#### [Work request]
Work out how many lines in these entries include the string "None", and give only that figure.

#### [Input data]

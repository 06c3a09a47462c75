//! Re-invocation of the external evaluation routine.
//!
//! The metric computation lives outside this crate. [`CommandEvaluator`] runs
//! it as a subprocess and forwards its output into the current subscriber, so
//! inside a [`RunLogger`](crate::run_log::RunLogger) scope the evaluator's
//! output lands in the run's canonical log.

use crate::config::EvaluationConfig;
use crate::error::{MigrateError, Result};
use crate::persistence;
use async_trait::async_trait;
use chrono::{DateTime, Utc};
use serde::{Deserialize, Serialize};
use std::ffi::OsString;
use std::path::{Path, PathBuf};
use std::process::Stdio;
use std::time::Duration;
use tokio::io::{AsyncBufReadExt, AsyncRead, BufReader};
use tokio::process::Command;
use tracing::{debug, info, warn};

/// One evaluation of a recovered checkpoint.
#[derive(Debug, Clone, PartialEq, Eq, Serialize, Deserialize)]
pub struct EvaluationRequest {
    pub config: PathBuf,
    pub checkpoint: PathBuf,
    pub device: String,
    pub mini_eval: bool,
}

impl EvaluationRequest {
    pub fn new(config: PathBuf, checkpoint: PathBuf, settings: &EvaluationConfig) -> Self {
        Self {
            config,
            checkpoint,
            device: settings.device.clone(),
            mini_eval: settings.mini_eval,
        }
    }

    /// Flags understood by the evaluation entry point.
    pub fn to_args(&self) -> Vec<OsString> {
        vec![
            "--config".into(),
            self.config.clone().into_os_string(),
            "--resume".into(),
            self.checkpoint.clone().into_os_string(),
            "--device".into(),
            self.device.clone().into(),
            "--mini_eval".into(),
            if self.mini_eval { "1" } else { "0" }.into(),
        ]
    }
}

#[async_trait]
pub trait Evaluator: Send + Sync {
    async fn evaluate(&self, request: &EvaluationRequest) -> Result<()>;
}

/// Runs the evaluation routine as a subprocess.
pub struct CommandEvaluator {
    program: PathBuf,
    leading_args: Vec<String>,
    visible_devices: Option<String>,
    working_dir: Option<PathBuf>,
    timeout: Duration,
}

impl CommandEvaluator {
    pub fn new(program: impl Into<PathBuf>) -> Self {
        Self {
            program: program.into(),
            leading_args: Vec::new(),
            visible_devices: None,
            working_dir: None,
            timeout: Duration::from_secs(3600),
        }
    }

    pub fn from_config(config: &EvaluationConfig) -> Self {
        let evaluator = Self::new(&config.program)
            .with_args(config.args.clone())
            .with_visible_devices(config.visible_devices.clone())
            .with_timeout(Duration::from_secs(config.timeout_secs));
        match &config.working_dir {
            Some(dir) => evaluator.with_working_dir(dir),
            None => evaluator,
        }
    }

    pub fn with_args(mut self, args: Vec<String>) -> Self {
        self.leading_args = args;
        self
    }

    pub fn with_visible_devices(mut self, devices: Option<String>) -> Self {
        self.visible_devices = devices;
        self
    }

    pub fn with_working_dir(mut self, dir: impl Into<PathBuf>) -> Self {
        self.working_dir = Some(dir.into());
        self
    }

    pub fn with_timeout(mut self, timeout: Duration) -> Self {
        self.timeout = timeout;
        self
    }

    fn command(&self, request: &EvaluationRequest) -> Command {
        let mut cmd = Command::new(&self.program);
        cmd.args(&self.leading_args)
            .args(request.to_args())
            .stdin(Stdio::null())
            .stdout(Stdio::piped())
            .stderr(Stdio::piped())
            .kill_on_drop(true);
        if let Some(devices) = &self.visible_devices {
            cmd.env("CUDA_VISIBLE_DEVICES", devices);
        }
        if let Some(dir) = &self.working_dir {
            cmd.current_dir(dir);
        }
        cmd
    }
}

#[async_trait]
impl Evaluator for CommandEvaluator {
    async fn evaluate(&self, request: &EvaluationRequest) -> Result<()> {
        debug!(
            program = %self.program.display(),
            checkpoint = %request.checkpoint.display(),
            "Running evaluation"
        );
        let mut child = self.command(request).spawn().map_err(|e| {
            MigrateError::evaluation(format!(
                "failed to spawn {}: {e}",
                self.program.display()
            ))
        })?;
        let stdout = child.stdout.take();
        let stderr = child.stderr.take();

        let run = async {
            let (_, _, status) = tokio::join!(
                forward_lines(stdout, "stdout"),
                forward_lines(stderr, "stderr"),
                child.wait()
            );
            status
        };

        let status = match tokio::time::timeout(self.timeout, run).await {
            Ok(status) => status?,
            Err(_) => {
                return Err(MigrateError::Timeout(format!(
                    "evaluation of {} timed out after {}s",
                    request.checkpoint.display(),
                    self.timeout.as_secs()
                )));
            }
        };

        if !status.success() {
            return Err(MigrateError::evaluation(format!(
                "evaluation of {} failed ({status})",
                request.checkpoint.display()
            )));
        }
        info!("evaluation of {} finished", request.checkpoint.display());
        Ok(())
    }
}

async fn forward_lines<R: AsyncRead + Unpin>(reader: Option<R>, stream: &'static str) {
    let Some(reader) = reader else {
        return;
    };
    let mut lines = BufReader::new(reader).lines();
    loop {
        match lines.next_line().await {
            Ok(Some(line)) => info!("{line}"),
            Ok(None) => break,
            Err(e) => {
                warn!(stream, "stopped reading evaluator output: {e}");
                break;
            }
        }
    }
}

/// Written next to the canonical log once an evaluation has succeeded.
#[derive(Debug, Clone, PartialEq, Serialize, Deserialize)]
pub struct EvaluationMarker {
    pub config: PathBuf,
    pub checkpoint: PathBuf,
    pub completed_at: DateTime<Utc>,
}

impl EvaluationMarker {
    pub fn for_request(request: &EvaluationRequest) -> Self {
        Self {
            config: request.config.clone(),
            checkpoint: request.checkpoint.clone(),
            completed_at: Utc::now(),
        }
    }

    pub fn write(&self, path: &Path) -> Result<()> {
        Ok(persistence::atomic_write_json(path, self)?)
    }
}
...
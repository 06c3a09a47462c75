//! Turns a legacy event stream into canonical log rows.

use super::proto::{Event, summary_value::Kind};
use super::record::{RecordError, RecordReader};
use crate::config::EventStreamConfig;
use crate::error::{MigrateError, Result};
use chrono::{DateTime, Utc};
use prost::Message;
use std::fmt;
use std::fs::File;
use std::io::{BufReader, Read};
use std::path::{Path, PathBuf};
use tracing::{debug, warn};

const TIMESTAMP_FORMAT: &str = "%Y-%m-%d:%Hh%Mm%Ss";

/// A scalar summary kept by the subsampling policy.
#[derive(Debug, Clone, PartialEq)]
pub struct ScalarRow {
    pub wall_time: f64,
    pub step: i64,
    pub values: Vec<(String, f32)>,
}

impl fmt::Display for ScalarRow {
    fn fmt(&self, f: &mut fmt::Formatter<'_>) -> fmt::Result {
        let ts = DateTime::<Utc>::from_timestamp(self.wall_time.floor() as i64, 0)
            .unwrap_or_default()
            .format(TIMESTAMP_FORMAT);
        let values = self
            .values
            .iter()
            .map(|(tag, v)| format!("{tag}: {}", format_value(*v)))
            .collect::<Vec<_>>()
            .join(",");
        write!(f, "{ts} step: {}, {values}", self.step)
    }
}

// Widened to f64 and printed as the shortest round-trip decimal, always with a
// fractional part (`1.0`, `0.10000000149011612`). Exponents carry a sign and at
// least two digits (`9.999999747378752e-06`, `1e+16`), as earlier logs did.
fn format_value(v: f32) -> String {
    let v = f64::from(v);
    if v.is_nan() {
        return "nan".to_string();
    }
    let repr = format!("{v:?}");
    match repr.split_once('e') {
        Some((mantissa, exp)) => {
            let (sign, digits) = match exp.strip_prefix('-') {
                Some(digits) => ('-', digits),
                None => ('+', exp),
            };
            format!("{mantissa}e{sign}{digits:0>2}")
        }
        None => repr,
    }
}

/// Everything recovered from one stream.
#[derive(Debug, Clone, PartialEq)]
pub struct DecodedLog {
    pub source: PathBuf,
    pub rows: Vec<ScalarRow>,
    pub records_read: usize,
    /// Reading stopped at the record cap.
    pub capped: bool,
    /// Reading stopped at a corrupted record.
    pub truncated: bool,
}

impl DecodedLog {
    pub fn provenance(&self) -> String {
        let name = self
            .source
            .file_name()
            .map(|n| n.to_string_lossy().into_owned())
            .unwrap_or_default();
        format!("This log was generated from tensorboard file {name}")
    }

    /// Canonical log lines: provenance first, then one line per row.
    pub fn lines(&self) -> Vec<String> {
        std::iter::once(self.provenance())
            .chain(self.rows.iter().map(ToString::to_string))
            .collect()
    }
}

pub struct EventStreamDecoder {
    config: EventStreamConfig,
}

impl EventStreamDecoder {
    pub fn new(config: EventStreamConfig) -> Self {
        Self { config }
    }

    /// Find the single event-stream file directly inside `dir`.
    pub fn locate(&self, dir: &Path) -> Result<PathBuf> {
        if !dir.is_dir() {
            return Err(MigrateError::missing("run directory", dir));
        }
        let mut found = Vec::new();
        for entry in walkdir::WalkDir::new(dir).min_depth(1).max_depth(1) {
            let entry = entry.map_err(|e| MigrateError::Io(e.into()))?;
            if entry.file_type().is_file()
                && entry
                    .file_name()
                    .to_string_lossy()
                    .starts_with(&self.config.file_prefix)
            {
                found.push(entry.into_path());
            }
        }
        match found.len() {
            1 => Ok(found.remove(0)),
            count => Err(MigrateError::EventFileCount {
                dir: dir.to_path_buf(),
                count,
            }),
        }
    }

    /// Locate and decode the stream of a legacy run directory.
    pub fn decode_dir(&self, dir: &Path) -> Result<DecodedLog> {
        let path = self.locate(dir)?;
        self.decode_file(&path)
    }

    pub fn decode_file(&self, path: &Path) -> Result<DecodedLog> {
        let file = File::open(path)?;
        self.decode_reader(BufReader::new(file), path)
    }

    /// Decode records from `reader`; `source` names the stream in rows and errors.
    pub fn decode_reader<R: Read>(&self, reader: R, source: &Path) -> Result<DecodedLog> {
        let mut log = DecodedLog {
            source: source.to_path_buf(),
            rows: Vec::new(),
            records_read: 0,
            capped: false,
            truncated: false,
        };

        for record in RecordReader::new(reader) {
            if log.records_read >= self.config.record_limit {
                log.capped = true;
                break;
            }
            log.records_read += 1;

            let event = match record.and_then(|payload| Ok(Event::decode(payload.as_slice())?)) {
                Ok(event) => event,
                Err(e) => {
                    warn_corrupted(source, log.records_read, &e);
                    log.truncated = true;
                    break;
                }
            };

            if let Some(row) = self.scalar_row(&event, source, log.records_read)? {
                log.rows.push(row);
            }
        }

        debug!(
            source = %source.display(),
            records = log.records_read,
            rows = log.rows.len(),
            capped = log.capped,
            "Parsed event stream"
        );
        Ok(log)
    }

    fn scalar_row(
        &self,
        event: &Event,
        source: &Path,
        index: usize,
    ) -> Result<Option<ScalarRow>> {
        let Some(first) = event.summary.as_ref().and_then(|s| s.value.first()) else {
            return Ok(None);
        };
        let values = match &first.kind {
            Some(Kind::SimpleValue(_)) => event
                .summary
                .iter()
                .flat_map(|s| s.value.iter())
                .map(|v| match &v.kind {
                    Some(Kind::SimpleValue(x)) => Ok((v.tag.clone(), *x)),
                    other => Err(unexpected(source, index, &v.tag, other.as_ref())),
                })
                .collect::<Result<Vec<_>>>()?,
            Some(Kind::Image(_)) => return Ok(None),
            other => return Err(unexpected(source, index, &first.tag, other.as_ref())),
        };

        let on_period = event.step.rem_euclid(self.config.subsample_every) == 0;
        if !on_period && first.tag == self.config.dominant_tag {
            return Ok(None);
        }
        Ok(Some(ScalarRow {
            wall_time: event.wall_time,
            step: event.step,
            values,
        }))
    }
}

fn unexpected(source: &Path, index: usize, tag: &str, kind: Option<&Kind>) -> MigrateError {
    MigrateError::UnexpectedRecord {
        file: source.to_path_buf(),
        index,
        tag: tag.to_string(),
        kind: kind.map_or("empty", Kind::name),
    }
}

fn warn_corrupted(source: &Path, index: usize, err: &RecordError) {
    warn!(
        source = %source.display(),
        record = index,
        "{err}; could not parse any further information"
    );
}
==
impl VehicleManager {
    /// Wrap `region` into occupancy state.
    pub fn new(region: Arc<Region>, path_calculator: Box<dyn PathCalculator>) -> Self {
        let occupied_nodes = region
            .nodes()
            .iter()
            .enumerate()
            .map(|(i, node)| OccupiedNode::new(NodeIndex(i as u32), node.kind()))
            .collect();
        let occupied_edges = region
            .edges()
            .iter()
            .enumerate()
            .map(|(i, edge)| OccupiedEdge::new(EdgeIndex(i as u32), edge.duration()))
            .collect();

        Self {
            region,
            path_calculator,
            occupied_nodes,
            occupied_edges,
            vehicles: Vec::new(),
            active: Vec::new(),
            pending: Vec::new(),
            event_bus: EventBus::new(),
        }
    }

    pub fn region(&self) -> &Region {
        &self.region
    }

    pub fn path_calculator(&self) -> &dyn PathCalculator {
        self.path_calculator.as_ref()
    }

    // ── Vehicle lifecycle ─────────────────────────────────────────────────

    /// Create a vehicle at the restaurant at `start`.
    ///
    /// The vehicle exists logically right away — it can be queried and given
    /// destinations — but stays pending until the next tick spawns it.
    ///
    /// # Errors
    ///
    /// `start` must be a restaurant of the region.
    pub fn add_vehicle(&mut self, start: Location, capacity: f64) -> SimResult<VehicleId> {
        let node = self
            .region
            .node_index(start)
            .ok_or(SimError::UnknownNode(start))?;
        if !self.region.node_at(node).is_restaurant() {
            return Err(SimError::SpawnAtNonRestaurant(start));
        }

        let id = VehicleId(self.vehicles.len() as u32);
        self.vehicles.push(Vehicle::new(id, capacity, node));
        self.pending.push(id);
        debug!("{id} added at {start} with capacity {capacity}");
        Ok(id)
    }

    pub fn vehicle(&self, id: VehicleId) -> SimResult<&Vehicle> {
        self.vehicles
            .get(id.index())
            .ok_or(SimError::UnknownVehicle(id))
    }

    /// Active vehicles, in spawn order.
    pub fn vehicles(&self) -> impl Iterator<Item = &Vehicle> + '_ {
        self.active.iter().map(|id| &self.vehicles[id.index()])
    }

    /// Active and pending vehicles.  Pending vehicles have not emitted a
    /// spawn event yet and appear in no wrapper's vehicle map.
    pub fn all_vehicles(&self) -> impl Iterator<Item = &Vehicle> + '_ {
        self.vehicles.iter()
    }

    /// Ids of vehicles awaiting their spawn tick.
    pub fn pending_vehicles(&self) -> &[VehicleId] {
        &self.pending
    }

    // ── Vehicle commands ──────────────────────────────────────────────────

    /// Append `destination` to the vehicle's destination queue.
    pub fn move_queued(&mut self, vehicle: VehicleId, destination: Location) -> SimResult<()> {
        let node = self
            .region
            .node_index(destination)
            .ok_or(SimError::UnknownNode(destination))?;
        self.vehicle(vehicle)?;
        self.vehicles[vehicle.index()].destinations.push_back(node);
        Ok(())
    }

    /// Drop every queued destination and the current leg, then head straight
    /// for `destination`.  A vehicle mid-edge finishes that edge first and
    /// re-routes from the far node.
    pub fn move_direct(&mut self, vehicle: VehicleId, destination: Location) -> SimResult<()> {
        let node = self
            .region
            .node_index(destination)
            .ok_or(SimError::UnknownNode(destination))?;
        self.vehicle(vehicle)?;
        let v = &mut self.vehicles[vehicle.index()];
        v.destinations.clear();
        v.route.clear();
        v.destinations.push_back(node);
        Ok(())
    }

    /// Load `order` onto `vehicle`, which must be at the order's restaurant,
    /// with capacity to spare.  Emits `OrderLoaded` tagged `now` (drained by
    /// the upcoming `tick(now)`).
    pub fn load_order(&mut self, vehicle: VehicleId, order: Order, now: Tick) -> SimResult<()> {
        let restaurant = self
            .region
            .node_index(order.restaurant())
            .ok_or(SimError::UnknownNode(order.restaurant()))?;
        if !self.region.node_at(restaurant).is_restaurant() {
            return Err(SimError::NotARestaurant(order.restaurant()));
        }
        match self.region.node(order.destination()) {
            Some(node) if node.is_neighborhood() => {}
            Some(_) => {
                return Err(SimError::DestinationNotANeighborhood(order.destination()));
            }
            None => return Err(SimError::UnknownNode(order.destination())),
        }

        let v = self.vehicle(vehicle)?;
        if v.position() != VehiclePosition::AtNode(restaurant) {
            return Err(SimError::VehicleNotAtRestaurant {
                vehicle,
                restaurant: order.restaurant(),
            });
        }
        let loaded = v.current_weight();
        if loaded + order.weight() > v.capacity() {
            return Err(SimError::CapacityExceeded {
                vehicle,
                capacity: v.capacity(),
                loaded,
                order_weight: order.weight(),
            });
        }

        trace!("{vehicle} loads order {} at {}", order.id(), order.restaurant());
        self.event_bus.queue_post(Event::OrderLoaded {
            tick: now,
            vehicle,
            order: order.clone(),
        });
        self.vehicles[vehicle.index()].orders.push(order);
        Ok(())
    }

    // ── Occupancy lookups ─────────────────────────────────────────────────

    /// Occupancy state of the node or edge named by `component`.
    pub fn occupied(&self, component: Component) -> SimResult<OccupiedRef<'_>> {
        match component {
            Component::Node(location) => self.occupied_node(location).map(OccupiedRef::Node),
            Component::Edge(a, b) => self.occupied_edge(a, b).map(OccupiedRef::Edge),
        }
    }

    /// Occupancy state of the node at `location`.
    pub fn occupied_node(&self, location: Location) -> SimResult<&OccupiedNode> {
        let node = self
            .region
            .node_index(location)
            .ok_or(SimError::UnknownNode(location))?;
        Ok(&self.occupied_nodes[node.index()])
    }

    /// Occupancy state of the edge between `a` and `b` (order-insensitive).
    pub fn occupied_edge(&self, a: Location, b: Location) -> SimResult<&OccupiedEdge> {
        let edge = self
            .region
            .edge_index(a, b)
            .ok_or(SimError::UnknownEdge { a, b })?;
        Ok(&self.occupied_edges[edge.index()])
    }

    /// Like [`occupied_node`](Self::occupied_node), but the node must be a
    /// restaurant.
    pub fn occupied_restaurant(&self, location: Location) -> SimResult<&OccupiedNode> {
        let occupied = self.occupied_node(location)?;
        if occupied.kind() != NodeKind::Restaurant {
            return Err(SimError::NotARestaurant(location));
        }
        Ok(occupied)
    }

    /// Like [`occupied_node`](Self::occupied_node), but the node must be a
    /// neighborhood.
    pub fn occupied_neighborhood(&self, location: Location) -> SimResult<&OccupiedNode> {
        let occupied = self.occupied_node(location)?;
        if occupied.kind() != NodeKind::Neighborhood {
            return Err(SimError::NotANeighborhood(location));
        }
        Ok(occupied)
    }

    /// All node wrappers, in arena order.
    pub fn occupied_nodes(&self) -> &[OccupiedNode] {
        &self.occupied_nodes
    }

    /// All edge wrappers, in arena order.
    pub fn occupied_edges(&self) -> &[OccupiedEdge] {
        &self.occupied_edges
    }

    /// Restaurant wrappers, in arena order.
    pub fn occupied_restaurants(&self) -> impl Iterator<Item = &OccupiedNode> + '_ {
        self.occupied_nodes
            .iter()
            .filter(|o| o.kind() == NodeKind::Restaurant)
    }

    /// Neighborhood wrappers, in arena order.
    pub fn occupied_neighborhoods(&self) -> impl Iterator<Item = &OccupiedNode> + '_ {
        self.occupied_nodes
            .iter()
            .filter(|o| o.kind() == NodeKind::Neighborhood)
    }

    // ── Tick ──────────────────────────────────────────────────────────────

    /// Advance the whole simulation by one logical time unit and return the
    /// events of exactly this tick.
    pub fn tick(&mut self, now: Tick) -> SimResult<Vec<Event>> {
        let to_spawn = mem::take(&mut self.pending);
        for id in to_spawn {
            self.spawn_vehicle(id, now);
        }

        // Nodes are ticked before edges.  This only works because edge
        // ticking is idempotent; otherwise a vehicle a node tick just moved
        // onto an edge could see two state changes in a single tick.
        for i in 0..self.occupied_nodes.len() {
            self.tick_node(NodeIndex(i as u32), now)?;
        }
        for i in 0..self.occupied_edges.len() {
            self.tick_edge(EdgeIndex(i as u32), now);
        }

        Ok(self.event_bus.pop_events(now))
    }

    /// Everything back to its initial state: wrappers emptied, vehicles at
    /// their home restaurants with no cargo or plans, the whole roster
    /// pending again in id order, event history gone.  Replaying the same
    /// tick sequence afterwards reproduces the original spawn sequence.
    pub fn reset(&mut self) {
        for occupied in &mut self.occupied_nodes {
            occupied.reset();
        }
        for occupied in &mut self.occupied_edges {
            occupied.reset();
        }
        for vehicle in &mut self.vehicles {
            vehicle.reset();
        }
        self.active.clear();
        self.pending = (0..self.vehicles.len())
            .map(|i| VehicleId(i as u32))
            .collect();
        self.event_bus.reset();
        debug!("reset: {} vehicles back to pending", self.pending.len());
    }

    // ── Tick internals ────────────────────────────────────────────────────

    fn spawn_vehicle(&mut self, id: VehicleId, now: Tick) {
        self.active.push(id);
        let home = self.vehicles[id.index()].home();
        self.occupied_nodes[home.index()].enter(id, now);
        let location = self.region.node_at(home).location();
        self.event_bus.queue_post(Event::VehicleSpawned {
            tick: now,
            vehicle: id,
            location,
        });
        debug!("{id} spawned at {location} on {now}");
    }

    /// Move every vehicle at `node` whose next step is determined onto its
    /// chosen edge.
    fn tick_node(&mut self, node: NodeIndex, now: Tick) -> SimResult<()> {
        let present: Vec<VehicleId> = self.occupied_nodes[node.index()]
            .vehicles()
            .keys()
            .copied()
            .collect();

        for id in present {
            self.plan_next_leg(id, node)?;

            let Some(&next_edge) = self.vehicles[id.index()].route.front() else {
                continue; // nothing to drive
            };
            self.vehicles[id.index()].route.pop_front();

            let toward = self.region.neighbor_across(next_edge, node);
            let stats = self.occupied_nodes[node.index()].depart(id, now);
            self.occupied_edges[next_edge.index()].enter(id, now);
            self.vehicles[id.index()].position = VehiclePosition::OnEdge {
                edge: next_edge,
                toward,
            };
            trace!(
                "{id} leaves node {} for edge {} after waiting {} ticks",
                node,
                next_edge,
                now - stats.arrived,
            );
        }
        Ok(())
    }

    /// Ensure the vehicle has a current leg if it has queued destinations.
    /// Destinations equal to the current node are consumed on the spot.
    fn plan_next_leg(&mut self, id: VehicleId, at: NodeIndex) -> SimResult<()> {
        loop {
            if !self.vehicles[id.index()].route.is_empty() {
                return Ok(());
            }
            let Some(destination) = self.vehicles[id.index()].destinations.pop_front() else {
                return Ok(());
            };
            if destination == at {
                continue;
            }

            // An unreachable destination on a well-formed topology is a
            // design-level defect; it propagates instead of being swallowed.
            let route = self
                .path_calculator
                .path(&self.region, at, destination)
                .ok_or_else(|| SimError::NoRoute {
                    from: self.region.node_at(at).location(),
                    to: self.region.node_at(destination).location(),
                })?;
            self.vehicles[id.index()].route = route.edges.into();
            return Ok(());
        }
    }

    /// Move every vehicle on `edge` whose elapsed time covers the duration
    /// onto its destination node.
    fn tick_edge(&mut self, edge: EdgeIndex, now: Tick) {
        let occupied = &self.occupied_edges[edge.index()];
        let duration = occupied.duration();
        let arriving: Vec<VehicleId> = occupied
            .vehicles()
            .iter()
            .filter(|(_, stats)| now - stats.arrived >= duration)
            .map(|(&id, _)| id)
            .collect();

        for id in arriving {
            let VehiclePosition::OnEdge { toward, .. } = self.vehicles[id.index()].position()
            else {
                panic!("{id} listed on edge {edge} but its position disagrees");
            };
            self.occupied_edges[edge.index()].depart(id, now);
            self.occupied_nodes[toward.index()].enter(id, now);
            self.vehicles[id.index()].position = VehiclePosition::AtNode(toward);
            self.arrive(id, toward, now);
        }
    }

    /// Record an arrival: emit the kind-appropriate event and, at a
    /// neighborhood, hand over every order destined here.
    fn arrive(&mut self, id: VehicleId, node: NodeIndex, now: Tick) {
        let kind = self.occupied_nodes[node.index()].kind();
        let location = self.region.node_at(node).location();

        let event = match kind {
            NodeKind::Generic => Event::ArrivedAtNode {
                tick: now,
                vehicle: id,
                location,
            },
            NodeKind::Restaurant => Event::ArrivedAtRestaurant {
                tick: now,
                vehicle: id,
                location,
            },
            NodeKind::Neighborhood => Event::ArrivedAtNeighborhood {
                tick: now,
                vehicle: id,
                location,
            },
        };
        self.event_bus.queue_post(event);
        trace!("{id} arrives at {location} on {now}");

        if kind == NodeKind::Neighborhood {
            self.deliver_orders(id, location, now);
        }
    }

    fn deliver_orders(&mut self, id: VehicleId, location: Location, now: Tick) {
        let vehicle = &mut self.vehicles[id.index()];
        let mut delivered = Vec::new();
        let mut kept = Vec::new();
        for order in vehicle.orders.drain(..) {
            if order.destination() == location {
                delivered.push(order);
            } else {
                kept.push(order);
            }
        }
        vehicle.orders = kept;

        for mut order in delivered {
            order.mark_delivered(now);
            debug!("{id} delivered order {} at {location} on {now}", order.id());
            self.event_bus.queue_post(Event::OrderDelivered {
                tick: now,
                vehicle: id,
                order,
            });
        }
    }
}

#### [Answer for this exercise]
10